Linda Fairstein
CNN  — 

Linda Fairstein says that the Netflix limited series “When They See Us” is “so full of distortions and falsehoods as to be an outright fabrication.”

The embattled former sex crimes prosecutor of five teens of color, who were convicted and later exonerated of raping and beating a white female jogger in Central Park in 1989, criticized the Netflix series about their case in a piece published Monday in the Wall Street Journal.

She accuses “When They See Us” director Ava DuVernay of ignoring facts, wrongly portraying the group as innocent and defaming her.

“It shouldn’t have been hard for Ms. DuVernay to discover the truth,” Fairstein wrote. “Instead she has written an utterly false narrative involving an evil mastermind (me) and the falsely accused (the five).”

Netflix and DuVernay have not yet responded to CNN’s request for comment.

Fairstein, portrayed in the series by Felicity Huffman, has faced backlash since the show debuted last month.

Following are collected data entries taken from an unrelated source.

//! End-to-end tests for the content commands: `ticker`, `banner`, `content`,
//! `reset` and `theme`.

use std::path::Path;
use std::process::{Command, Output};

use campus_view::constants::{DEFAULT_BANNER_IMAGES, DEFAULT_TICKER_LINES};
use tempfile::TempDir;

mod fixtures;
use fixtures::*;

fn campus_view_bin() -> String {
    std::env::var("CARGO_BIN_EXE_campus-view")
        .unwrap_or_else(|_| "target/release/campus-view".to_string())
}

fn run(args: &[&str], config_dir: &Path) -> Output {
    Command::new(campus_view_bin())
        .env("CAMPUS_VIEW_CONFIG_DIR", config_dir)
        .args(args)
        .output()
        .expect("Failed to execute command")
}

fn run_ok(args: &[&str], config_dir: &Path) -> String {
    let output = run(args, config_dir);
    assert_eq!(
        output.status.code(),
        Some(0),
        "{:?} failed. stderr: {}",
        args,
        String::from_utf8_lossy(&output.stderr)
    );
    String::from_utf8_lossy(&output.stdout).to_string()
}

fn ticker_json(config_dir: &Path) -> Vec<String> {
    serde_json::from_str(&run_ok(&["ticker", "list", "--json"], config_dir)).unwrap()
}

// ============================================================================
// Ticker
// ============================================================================

#[test]
fn test_ticker_list_defaults() {
    let temp_dir = TempDir::new().unwrap();
    assert_eq!(ticker_json(temp_dir.path()), DEFAULT_TICKER_LINES);
}

#[test]
fn test_ticker_add_set_remove() {
    let temp_dir = TempDir::new().unwrap();
    let dir = temp_dir.path();

    let out = run_ok(&["ticker", "add", "Annual day on 12th"], dir);
    assert!(out.contains("Added ticker line [4]"));
    assert!(out.contains("Saved at"));

    run_ok(&["ticker", "set", "0", "Admissions closing soon"], dir);
    let out = run_ok(&["ticker", "remove", "1"], dir);
    assert!(out.contains(DEFAULT_TICKER_LINES[1]));

    let lines = ticker_json(dir);
    assert_eq!(lines.len(), 4);
    assert_eq!(lines[0], "Admissions closing soon");
    assert_eq!(lines[3], "Annual day on 12th");
}

#[test]
fn test_ticker_add_without_text_uses_placeholder() {
    let temp_dir = TempDir::new().unwrap();
    run_ok(&["ticker", "add"], temp_dir.path());
    assert_eq!(ticker_json(temp_dir.path()).last().unwrap(), "New item...");
}

#[test]
fn test_ticker_set_out_of_range_fails() {
    let temp_dir = TempDir::new().unwrap();
    let output = run(&["ticker", "set", "9", "Nope"], temp_dir.path());
    assert_eq!(output.status.code(), Some(1));
    assert_eq!(ticker_json(temp_dir.path()), DEFAULT_TICKER_LINES);
}

// ============================================================================
// Banners
// ============================================================================

#[test]
fn test_banner_add_file_and_url() {
    let temp_dir = TempDir::new().unwrap();
    let dir = temp_dir.path();
    let image = write_png(dir, "sports-day.png", 128);

    run_ok(&["banner", "add", image.to_str().unwrap()], dir);
    run_ok(&["banner", "add", "--url", "/images/exam-schedule.png"], dir);

    let banners: serde_json::Value =
        serde_json::from_str(&run_ok(&["banner", "list", "--json"], dir)).unwrap();
    let banners = banners.as_array().unwrap();
    assert_eq!(banners.len(), DEFAULT_BANNER_IMAGES.len() + 2);
    // Only the reference is persisted, so reloaded inline images get generated names
    assert_eq!(banners[2]["name"], "inline-image-3");
    assert!(banners[2]["source"]
        .as_str()
        .unwrap()
        .starts_with("data:image/png;base64,"));
    assert_eq!(banners[3]["source"], "/images/exam-schedule.png");
}

#[test]
fn test_banner_rejects_non_image() {
    let temp_dir = TempDir::new().unwrap();
    let dir = temp_dir.path();
    let notes = dir.join("notes.txt");
    std::fs::write(&notes, "not an image").unwrap();

    let output = run(&["banner", "add", notes.to_str().unwrap()], dir);
    assert_eq!(output.status.code(), Some(1));
    assert!(String::from_utf8_lossy(&output.stderr).contains("Please select an image file"));
}

#[test]
fn test_banner_url_rejects_non_image_data() {
    let temp_dir = TempDir::new().unwrap();
    let dir = temp_dir.path();

    let output = run(
        &["banner", "add", "--url", "data:text/plain;base64,aGVsbG8gd29ybGQ="],
        dir,
    );
    assert_eq!(output.status.code(), Some(1));

    let banners: serde_json::Value =
        serde_json::from_str(&run_ok(&["banner", "list", "--json"], dir)).unwrap();
    assert_eq!(banners.as_array().unwrap().len(), DEFAULT_BANNER_IMAGES.len());
    assert!(!dir.join("storage/popupImages.json").exists());
}

#[test]
fn test_banner_rejects_oversized_image() {
    let temp_dir = TempDir::new().unwrap();
    let dir = temp_dir.path();
    let mut config = test_config(dir);
    config.uploads.max_bytes = 64;
    write_config(dir, &config);
    let image = write_png(dir, "poster.png", 65);

    let output = run(&["banner", "add", image.to_str().unwrap()], dir);
    assert_eq!(output.status.code(), Some(1));
    assert!(String::from_utf8_lossy(&output.stderr).contains("maximum limit of 64 bytes"));
}

#[test]
fn test_banner_remove_and_replace_by_index() {
    let temp_dir = TempDir::new().unwrap();
    let dir = temp_dir.path();
    let image = write_png(dir, "replacement.png", 64);

    run_ok(&["banner", "replace", "1", image.to_str().unwrap()], dir);
    run_ok(&["banner", "remove", "0"], dir);

    let banners: serde_json::Value =
        serde_json::from_str(&run_ok(&["banner", "list", "--json"], dir)).unwrap();
    let banners = banners.as_array().unwrap();
    assert_eq!(banners.len(), 1);
    assert!(banners[0]["source"]
        .as_str()
        .unwrap()
        .starts_with("data:image/png;base64,"));

    let output = run(&["banner", "remove", "5"], dir);
    assert_eq!(output.status.code(), Some(1));
}

// ============================================================================
// Content, reset and theme
// ============================================================================

#[test]
fn test_content_show_json() {
    let temp_dir = TempDir::new().unwrap();
    let content: serde_json::Value =
        serde_json::from_str(&run_ok(&["content", "show", "--json"], temp_dir.path())).unwrap();

    assert_eq!(content["state"], "clean");
    assert_eq!(content["tickerLines"].as_array().unwrap().len(), 4);
    assert_eq!(content["bannerImages"][0]["inline"], false);
}

#[test]
fn test_reset_requires_yes() {
    let temp_dir = TempDir::new().unwrap();
    let dir = temp_dir.path();
    run_ok(&["ticker", "remove", "0"], dir);

    let output = run(&["reset"], dir);
    assert_eq!(output.status.code(), Some(1));
    assert!(String::from_utf8_lossy(&output.stderr).contains("--yes"));
    assert_eq!(ticker_json(dir).len(), 3);

    run_ok(&["reset", "--yes"], dir);
    assert_eq!(ticker_json(dir), DEFAULT_TICKER_LINES);
}

#[test]
fn test_theme_derivation() {
    let temp_dir = TempDir::new().unwrap();
    let dir = temp_dir.path();

    assert_eq!(run_ok(&["theme"], dir).trim(), "dark");
    assert_eq!(run_ok(&["theme", "--visible", "contact"], dir).trim(), "light");
    assert_eq!(
        run_ok(&["theme", "--visible", "contact,testimonials"], dir).trim(),
        "dark"
    );

    let output = run(&["theme", "--visible", "cafeteria"], dir);
    assert_eq!(output.status.code(), Some(1));
}

#[test]
fn test_saves_are_mirrored_when_configured() {
    let temp_dir = TempDir::new().unwrap();
    let dir = temp_dir.path();
    let mirror = dir.join("mirror");
    let mut config = test_config(dir);
    config.paths.remote_mirror_dir = Some(mirror.clone());
    write_config(dir, &config);

    run_ok(&["ticker", "set", "2", "Call us"], dir);

    let payload: serde_json::Value =
        serde_json::from_str(&std::fs::read_to_string(mirror.join("ticker.json")).unwrap())
            .unwrap();
    assert_eq!(payload["tickerLines"][2], "Call us");
    assert!(mirror.join("banners.json").exists());
}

‘When They See Us’ sparks calls to boycott prosecutor-turned-author Linda Fairstein

There was a petition calling for her removal from Vassar College’s board of trustees, and the publisher of Fairstein’s crime novels, Dutton, has dropped her.

Last week she resigned as a trustee of her alma mater.

Central Park Five prosecutor Linda Fairstein resigns from board of alma mater Vassar College

Oprah Winfrey, executive producer of “When They See Us,” asked DuVernay on Sunday about Fairstein’s response to the series at a taping for an upcoming OWN special about the case.

“I think that it’s important that people be held accountable,” DuVernay said. “And that accountability is happening in a way today that it did not happen for the real men 30 years ago. But I think that it would be a tragedy if this story and the telling of it came down to one woman being punished for what she did because it’s not about her.”

On April 19, 1989, a 28-year-old Wall Street investment banker jogging through Central Park was raped, viciously beaten and left for dead.

She would have no memory of the attack.

That same night, a group of black and Latino boys had been in the park, throwing rocks at cars and assaulting people in a practice the media and law enforcement at the time called “wilding.”

An investigation led to the arrest of five teens who were accused of rampaging through the park in a “wolf pack” and preying on innocent victims.

The case sparked cries of injustice with coerced confessions from Kevin Richardson, Antron McCray, Raymond Santana, Korey Wise and Yusef Salaam, who were minors at the time.

The series has stoked strong feelings as it shows the then teens being beaten by police to obtain confessions and documents their trials and subsequent struggles.

Fairstein has long maintained that she believes the five committed crimes that night in the park.

In her Wall Street Journal defense she highlights the facts of the convictions.

She says that more than 30 rioters in the park that night also attacked eight other people, including two men who suffered serious head injuries.

“The five were charged as accomplices, as persons “acting in concert” with each other and with the then-unknown man who raped the jogger, not as those who actually performed the act,” she wrote. “In their original confessions-later recanted-they admitted to grabbing her breasts and legs, and two of them admitted to climbing on top of her and simulating intercourse.”

The five men spent between six and 13 years in prison before their convictions were overturned in 2002 after Matias Reyes, a convicted serial rapist, confessed to the rape and DNA evidence matched him to the crime.

The city settled with the men in 2014, and they were awarded $41 million.

In a statement at the time, the attorney representing the city of New York, Zachary Carter, said the convictions were not the result of law enforcement misconduct.

“…our review of the record suggests that both the investigating detectives and the Assistant District Attorneys involved in the case acted reasonably, given the circumstances with which they were confronted,” he said.

In her opinion piece, Fairstein documents what she says are some of the inaccuracies in the series.

When it comes to the guilty verdicts against the men being vacated, she wrote “I agreed with that decision, and still do.”

But Fairstein insists the series ignored facts and is misleading.

“Ms. DuVernay does not define me, and her film does not speak the truth,” Fairstein wrote.